The Production Room was founded in 1995 as one of the first full time digital commercial recording facilties on the central coast of California. We started with 4 stereo tracks, 16 mb of ram and a 250 mb hard drive. A lot has happened since then. Today we're focusing on ways to serve clients who are creating web based media content. This includes strategic planning to integrate the benefits of traditional media, web design and IT solutions into new programs produced especially for on-line consumers. Join in the conversation. Throw rocks at glass houses. Share your vision of the future. This is the most progressive time in the media arts since Johannes Gutenburg invented movable type!

Tuesday, December 19, 2006

Merry Christmas Baby...

Southern California is generally nice this time of year. Think early autumn in more northern climes. You might get a front moving in from the north to dump a bit of rain. It might snow...at 5,000 feet or so. But not at the beach. You're just as likely to see French exchange students in university sweat pants and tank tops and tanned, overfed executives in Hawaiian shirts and sports cars in December as in July in the Golden State.

But we've left the comforts of Santa Barbara to the refugees from Wisconsin, Nebraska and Indiana. We've returned to Prince Edward Island in the Canadian Maritimes to enjoy an old fashioned Christmas down home on the farm.

So what has this season brought so far? A long flight from Los Angeles to Toronto. A hop to Montreal and a final leg to Charlottetown, PEI. Friends met us at the the airport to let us know that our dauntless old Dodge Caravan had died in the barn during their attempt to deliver it to the airport for us. We drove home in the van they rented for us.

I found a new alternator but couldn't get the belt pulley off the old one. In stepped a neighbor, a lobster fisherman, with a barnload of tools and years off self sufficiency to solve the problem. I put in the new part and started the car. The belt slipped off. I was forced to call a tow truck. The truck came through the flurrying snow in half an hour and picked up the car. "How much is the tow?" I asked. "Fifty bucks" he said...to deliver the car 20 miles away. "Do you take triple A" I asked. "Sure buddy" he said. "Let me get the car up there and I'll call 'er in for ya."

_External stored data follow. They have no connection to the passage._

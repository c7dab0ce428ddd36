use reqwest::StatusCode;
use thiserror::Error;

/// Failure of a single fetch stage.
///
/// The orchestrator treats every variant the same way (log and move on), but
/// keeping the taxonomy lets callers and tests see *which* way a stage failed.
#[derive(Debug, Error)]
pub enum FetchError {
    /// The request never produced a usable HTTP response.
    #[error("request to weather provider failed: {0}")]
    Transport(#[from] reqwest::Error),

    /// The provider answered with a non-success status (bad city, invalid
    /// key, rate limit). The body is truncated before it lands here.
    #[error("weather provider returned {status}: {body}")]
    Provider { status: StatusCode, body: String },

    /// The response body did not match the expected shape.
    #[error("could not parse weather provider payload: {0}")]
    Payload(#[from] serde_json::Error),
}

I set up my recently repaired laptop in the shop this afternoon to get the remote studio working. It died. So tomorrow, I'm getting a new computer.

As much as I'd like to be stressed about all the problems the last couple of days have brought, I just can't. There seems to be a Christmas elf ready to step in and help me at just the right time. Funny thing is, these elves seem to have a maritime accent.

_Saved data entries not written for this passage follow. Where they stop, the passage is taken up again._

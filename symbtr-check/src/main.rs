//! symbtr-check - SymbTr score consistency checker
//!
//! Validates score attribute metadata, key signatures and measure offsets
//! against the canonical makam/form/usul reference data.
//!
//! Exit status: 0 valid, 1 invalid, 2 error.

use anyhow::{Context, Result};
use clap::{Parser, Subcommand};
use std::path::{Path, PathBuf};
use std::process::ExitCode;
use symbtr_common::config::{self, TomlConfig};
use symbtr_common::{JsonReferenceLoader, ReferenceData};
use tracing::{error, info};
use tracing_subscriber::{layer::SubscriberExt, util::SubscriberInitExt};

use symbtr_check::metadata::{JsonDirectoryProvider, MetadataProvider, NoMetadata};
use symbtr_check::{AttributeValidator, OffsetValidator, ValidationReport};

/// Command-line arguments for symbtr-check
#[derive(Parser, Debug)]
#[command(name = "symbtr-check")]
#[command(about = "Consistency checks for SymbTr makam music scores")]
#[command(version)]
struct Args {
    /// Configuration file (defaults to the platform config folder)
    #[arg(short, long)]
    config: Option<PathBuf>,

    /// Folder holding makam.json, form.json and usul.json
    #[arg(short, long, env = "SYMBTR_DATA_DIR")]
    data_dir: Option<PathBuf>,

    #[command(subcommand)]
    command: Command,
}

#[derive(Subcommand, Debug)]
enum Command {
    /// Enrich and validate the attribute metadata of a score
    Metadata {
        /// Score name: makam--form--usul--title--composer
        score_name: String,

        /// Identifier of the score's work or recording
        #[arg(long)]
        mbid: Option<String>,

        /// Folder of pre-fetched metadata records (<mbid>.json)
        #[arg(long)]
        metadata_dir: Option<PathBuf>,
    },

    /// Compare a key signature with the makam's canonical key signature
    KeySignature {
        /// Makam attribute key or slug
        makam: String,

        /// Score name used in diagnostics
        score_name: String,

        /// Accidental tokens, e.g. B4b1 F5#4
        accidentals: Vec<String>,
    },

    /// Find and validate measure starts in an offset file
    Offsets {
        /// JSON array or whitespace separated numbers
        file: PathBuf,

        /// Also print the measure start closest to this offset
        #[arg(long)]
        measure_offset: Option<f64>,
    },

    /// Write a configuration file with default settings
    InitConfig {
        path: PathBuf,
    },
}

fn main() -> ExitCode {
    let args = Args::parse();

    match run(args) {
        Ok(true) => ExitCode::SUCCESS,
        Ok(false) => ExitCode::from(1),
        Err(e) => {
            error!("{:#}", e);
            eprintln!("Error: {:#}", e);
            ExitCode::from(2)
        }
    }
}

fn run(args: Args) -> Result<bool> {
    let config_path = match &args.config {
        Some(path) => path.clone(),
        None => config::default_config_path()?,
    };
    let (toml_config, origin) = config::load_toml_config_with_origin(&config_path)
        .with_context(|| format!("Failed to load config {}", config_path.display()))?;

    init_tracing(&toml_config);
    origin.log();

    match args.command {
        Command::Metadata {
            score_name,
            mbid,
            metadata_dir,
        } => {
            let reference = load_reference(args.data_dir.as_deref(), &toml_config)?;
            match metadata_dir.or_else(|| toml_config.metadata_dir.clone()) {
                Some(dir) => {
                    let provider = JsonDirectoryProvider::new(dir);
                    info!("Metadata records: {}", provider.dir().display());
                    run_metadata(reference, provider, &toml_config, &score_name, mbid.as_deref())
                }
                None => run_metadata(reference, NoMetadata, &toml_config, &score_name, mbid.as_deref()),
            }
        }
        Command::KeySignature {
            makam,
            score_name,
            accidentals,
        } => {
            let reference = load_reference(args.data_dir.as_deref(), &toml_config)?;
            let validator =
                AttributeValidator::with_config(reference, NoMetadata, &toml_config.validation);
            let report = validator.validate_key_signature(accidentals.as_slice(), &makam, &score_name);
            print_verdict(&report);
            Ok(report.is_valid())
        }
        Command::Offsets {
            file,
            measure_offset,
        } => {
            let offsets = read_offsets(&file)?;
            let validator = OffsetValidator::from_config(&toml_config.validation);
            let (measure_start_idx, report) = validator.find_measure_start_idx(&offsets);

            println!("{}", serde_json::to_string(&measure_start_idx)?);
            if let Some(target) = measure_offset {
                match OffsetValidator::get_measure_offset_id(target, &offsets, &measure_start_idx) {
                    Some(idx) => println!("closest measure start to {}: {}", target, idx),
                    None => println!("no measure start found"),
                }
            }
            print_verdict(&report);
            Ok(report.is_valid())
        }
        Command::InitConfig { path } => {
            config::write_toml_config(&TomlConfig::default(), &path)?;
            info!("Wrote default config to {}", path.display());
            Ok(true)
        }
    }
}

fn run_metadata<P: MetadataProvider>(
    reference: ReferenceData,
    provider: P,
    toml_config: &TomlConfig,
    score_name: &str,
    mbid: Option<&str>,
) -> Result<bool> {
    let validator = AttributeValidator::with_config(reference, provider, &toml_config.validation);
    let (data, report) = validator.get_metadata(score_name, mbid)?;

    println!("{}", serde_json::to_string_pretty(&data)?);
    print_verdict(&report);
    Ok(report.is_valid())
}

fn init_tracing(toml_config: &TomlConfig) {
    tracing_subscriber::registry()
        .with(
            tracing_subscriber::EnvFilter::try_from_default_env()
                .unwrap_or_else(|_| toml_config.logging.level.clone().into()),
        )
        .with(tracing_subscriber::fmt::layer().with_writer(std::io::stderr))
        .init();
}

fn load_reference(cli_data_dir: Option<&Path>, toml_config: &TomlConfig) -> Result<ReferenceData> {
    let data_dir = config::resolve_data_dir(cli_data_dir, toml_config);
    let loader = JsonReferenceLoader::new(data_dir);
    info!("Reference data: {}", loader.data_dir().display());
    ReferenceData::load(&loader).context("Failed to load reference data")
}

fn read_offsets(path: &Path) -> Result<Vec<f64>> {
    let content = std::fs::read_to_string(path)
        .with_context(|| format!("Failed to read {}", path.display()))?;

    if content.trim_start().starts_with('[') {
        return serde_json::from_str(&content)
            .with_context(|| format!("Invalid JSON offsets in {}", path.display()));
    }

    content
        .split_whitespace()
        .map(|token| {
            token
                .parse::<f64>()
                .with_context(|| format!("Invalid offset '{}' in {}", token, path.display()))
        })
        .collect()
}

fn print_verdict(report: &ValidationReport) {
    for diagnostic in report.warnings() {
        println!("  - {}", diagnostic);
    }
    println!("valid: {}", report.is_valid());
}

It may be sunny in California this Christmas. There may be Pacific breezes wafting through the palm fronds at the beach. But in some ways, it's always warmer in PEI.

Merry Christmas and Happy Holidays from Dunn Creek Farm, Prince Edward Island, Canada!

Monday, December 4, 2006

Podcast Length? It's all about Content vs Value

If your instinct is to escort the women and children into a cultural lifeboat whenever American Idol comes on, you've missed something! The new media world isn't about the content you like or don't like. It isn't about content at all. It's about CHOICE. Choices can be taken or dismissed in an instant. And unlike the life boats on the Titanic, there's always another one just microseconds away.

You can bet your Aunt Gertrude's high button shoes that the on-line realm represents choice of content in a bewildering variety of manifestations. Furthermore, the nature of choice isn't limited to what you choose to read or hear or see, it has expanded to include anything you or anyone else wants to say or portray or ejacualte into space.

So what? Well, so begins our true entrance into the marketplace of ideas.

The coin of this realm is not content. It is value. And the tricky part is that the marketplace, not the author, determines the value of your ideas. If the market doesn't want what you're selling, you'll go home empty. So think of your on-line project as a hit song. It needs a hook and some production value to give it life.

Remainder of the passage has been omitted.